ReutersJan 23, 2026 5:22 AM

- Malaysian palm oil futures fell on Friday amid profit-taking and a firmer ringgit, but remained on track for a third weekly gain.

The benchmark palm oil contract FCPOc3 for April delivery on the Bursa Malaysia Derivatives Exchange slid 30 ringgit, or 0.71%, to 4,167 ringgit ($1,041.75) a metric ton by the midday break.

The contract has risen 2.6% so far this week.

Investors booked profits ahead of the weekend and a stronger ringgit snapped the recent rally, said a Kuala Lumpur-based trader.

The ringgit MYR=, palm's currency of trade, strengthened 0.94% against the dollar, making the commodity more expensive for buyers holding foreign currencies.

Dalian's most-active soyoil contract DBYcv1 rose 0.07%, while its palm oil contract DCPcv1 shed 0.04%. Soyoil prices on the Chicago Board of Trade BOcv1 were down 0.07%.

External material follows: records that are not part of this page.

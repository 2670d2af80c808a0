//! Owned RGBA f32 image in row-major layout (stride == width).
//!
//! Index convention used throughout the crate: `i = y * stride + x`, with
//! row 0 at the top of the image. Color sources and masks share this layout,
//! so a flat index means the same pixel in every buffer of equal size.
use super::pixel::Rgba;
use crate::error::{BleedError, Result};

#[derive(Clone, Debug, PartialEq)]
pub struct ImageRgba {
    /// Image width in pixels
    pub w: usize,
    /// Image height in pixels
    pub h: usize,
    /// Number of pixels between consecutive rows (equals `w`)
    pub stride: usize,
    /// Backing storage in row-major order
    pub data: Vec<Rgba>,
}

impl ImageRgba {
    /// Construct a fully transparent buffer of size `w × h`.
    ///
    /// # Panics
    /// If `w × h` is empty or overflows; see [`ImageRgba::try_filled`].
    pub fn new(w: usize, h: usize) -> Self {
        Self::filled(w, h, Rgba::TRANSPARENT)
    }

    /// Construct a buffer of size `w × h` with every pixel set to `color`.
    ///
    /// # Panics
    /// If `w × h` is empty or overflows; see [`ImageRgba::try_filled`].
    pub fn filled(w: usize, h: usize, color: Rgba) -> Self {
        match Self::try_filled(w, h, color) {
            Ok(img) => img,
            Err(err) => panic!("ImageRgba::filled: {err}"),
        }
    }

    /// Checked [`ImageRgba::filled`].
    pub fn try_filled(w: usize, h: usize, color: Rgba) -> Result<Self> {
        let len = BleedError::check_dimensions(w, h)?;
        Ok(Self {
            w,
            h,
            stride: w,
            data: vec![color; len],
        })
    }

    /// Wrap an existing pixel vector, checking it holds exactly `w * h` samples.
    pub fn from_pixels(w: usize, h: usize, data: Vec<Rgba>) -> Result<Self> {
        if data.len() != BleedError::check_dimensions(w, h)? {
            return Err(BleedError::DimensionMismatch {
                width: w,
                height: h,
                len: data.len(),
            });
        }
        Ok(Self {
            w,
            h,
            stride: w,
            data,
        })
    }

    /// Check positive dimensions and a buffer length matching them.
    pub fn validate(&self) -> Result<()> {
        let len = BleedError::check_dimensions(self.w, self.h)?;
        if self.stride != self.w || self.data.len() != len {
            return Err(BleedError::DimensionMismatch {
                width: self.w,
                height: self.h,
                len: self.data.len(),
            });
        }
        Ok(())
    }

    #[inline]
    pub fn pixel_count(&self) -> usize {
        self.data.len()
    }

    #[inline]
    pub fn dimensions(&self) -> (usize, usize) {
        (self.w, self.h)
    }

    #[inline]
    /// Convert (x, y) to a linear index into `data`.
    pub fn idx(&self, x: usize, y: usize) -> usize {
        y * self.stride + x
    }
    #[inline]
    /// Get the pixel value at (x, y).
    pub fn get(&self, x: usize, y: usize) -> Rgba {
        self.data[self.idx(x, y)]
    }
    #[inline]
    /// Set the pixel value at (x, y).
    pub fn set(&mut self, x: usize, y: usize, v: Rgba) {
        let i = self.idx(x, y);
        self.data[i] = v;
    }
    #[inline]
    /// Alpha channel of the pixel at flat index `i`.
    pub fn alpha_at(&self, i: usize) -> f32 {
        self.data[i].a()
    }
}

impl crate::image::traits::ImageView for ImageRgba {
    type Pixel = Rgba;

    #[inline]
    fn height(&self) -> usize {
        self.h
    }
    #[inline]
    fn row(&self, y: usize) -> &[Rgba] {
        let start = y * self.stride;
        &self.data[start..start + self.w]
    }
}

#[cfg(test)]
mod tests {
    use super::*;
    use crate::image::ImageView;

    #[test]
    fn flat_index_is_row_major() {
        let mut img = ImageRgba::new(3, 2);
        img.set(2, 1, Rgba::RED);
        assert_eq!(img.idx(2, 1), 5);
        assert_eq!(img.data[5], Rgba::RED);
        assert_eq!(img.row(1)[2], Rgba::RED);
    }

    #[test]
    fn from_pixels_rejects_wrong_length() {
        let err = ImageRgba::from_pixels(2, 2, vec![Rgba::WHITE; 3]).unwrap_err();
        assert_eq!(
            err,
            BleedError::DimensionMismatch {
                width: 2,
                height: 2,
                len: 3
            }
        );
    }

    #[test]
    fn from_pixels_rejects_zero_dimensions() {
        let err = ImageRgba::from_pixels(0, 4, Vec::new()).unwrap_err();
        assert!(matches!(err, BleedError::InvalidDimensions { .. }));
    }

    #[test]
    fn oversized_dimensions_are_errors() {
        let err = ImageRgba::from_pixels(usize::MAX, 2, Vec::new()).unwrap_err();
        assert_eq!(
            err,
            BleedError::InvalidDimensions {
                width: usize::MAX,
                height: 2
            }
        );
        assert!(ImageRgba::try_filled(2, usize::MAX, Rgba::WHITE).is_err());

        let img = ImageRgba {
            w: usize::MAX,
            h: 3,
            stride: usize::MAX,
            data: Vec::new(),
        };
        assert!(img.validate().is_err());
    }
}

Palm oil tracks price movements of rival edible oils, as it competes for a share of the global vegetable oils market.

Oil prices rebounded after U.S. President Donald Trump renewed threats against major Middle Eastern producer Iran, raising concerns of military action that could disrupt supplies. O/R

Stronger crude oil futures make palm a more attractive option for biodiesel feedstock.

Palm oil may fall to 4,132 ringgit per metric ton, following its failure to break a resistance at 4,211 ringgit, Reuters technical analyst Wang Tao said. TECH/C

($1 = 4.0000 ringgit)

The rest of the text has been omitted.